Start of DATA FOR ANALYSIS

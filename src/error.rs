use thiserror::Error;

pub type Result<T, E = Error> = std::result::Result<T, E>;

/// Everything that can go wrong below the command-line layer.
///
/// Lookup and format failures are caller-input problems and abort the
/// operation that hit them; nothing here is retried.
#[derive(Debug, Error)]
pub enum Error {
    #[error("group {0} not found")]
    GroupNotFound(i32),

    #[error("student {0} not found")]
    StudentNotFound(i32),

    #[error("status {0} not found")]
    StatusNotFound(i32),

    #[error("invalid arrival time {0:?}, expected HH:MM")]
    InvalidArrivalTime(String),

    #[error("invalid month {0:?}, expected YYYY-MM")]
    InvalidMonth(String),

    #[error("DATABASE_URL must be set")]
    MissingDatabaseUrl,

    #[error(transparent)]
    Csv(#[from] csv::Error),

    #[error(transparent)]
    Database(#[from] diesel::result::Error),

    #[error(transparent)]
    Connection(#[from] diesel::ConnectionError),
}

End of DATA FOR ANALYSIS
Start of DATA FOR ANALYSIS

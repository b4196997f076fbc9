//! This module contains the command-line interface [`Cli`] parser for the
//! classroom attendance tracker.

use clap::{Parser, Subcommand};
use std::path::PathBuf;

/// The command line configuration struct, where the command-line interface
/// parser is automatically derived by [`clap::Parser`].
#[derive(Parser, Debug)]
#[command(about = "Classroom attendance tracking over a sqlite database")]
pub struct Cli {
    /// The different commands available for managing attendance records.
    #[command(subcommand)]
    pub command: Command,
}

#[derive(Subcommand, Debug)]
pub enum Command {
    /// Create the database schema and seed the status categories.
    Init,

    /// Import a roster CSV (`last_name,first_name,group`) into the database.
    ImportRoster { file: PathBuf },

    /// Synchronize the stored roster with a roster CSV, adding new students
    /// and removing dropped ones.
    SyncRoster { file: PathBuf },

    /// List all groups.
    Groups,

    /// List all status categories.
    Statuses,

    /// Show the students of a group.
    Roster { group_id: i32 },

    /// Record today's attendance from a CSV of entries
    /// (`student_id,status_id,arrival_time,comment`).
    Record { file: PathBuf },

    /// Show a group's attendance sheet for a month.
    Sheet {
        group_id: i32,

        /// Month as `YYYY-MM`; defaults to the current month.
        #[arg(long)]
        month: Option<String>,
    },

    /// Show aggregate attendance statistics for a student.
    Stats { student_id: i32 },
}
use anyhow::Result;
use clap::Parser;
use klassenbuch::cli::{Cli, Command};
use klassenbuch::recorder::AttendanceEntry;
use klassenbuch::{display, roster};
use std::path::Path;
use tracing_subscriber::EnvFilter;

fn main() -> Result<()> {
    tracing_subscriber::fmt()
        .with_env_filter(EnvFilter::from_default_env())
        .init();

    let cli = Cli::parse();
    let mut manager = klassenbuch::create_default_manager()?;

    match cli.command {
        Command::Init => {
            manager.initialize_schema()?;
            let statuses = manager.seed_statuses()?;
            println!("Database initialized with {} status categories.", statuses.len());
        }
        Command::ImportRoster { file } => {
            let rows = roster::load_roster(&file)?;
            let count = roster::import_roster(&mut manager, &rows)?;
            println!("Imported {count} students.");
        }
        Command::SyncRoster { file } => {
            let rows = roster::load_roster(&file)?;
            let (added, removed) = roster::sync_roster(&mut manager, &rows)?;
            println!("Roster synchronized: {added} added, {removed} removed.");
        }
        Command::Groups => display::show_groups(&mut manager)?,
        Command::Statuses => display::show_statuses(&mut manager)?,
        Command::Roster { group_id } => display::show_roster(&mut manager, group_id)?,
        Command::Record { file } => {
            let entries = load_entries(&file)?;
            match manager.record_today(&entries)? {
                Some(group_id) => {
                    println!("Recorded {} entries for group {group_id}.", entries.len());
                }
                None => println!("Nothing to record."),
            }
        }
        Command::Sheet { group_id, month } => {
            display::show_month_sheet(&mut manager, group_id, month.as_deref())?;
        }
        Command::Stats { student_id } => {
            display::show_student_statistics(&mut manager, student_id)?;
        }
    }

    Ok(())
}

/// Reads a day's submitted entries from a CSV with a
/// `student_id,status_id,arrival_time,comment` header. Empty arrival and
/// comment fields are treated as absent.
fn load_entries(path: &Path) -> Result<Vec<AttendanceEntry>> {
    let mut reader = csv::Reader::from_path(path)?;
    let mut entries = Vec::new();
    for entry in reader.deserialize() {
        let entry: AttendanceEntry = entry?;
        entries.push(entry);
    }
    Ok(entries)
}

End of DATA FOR ANALYSIS

* [INSTRUCTIONS FOR THE TASK] When a line in the listing includes the word "PathBuf", report that line in full.

* [OUTPUT OF THE TASK]
use std::path::PathBuf;
    ImportRoster { file: PathBuf },
    SyncRoster { file: PathBuf },
    Record { file: PathBuf },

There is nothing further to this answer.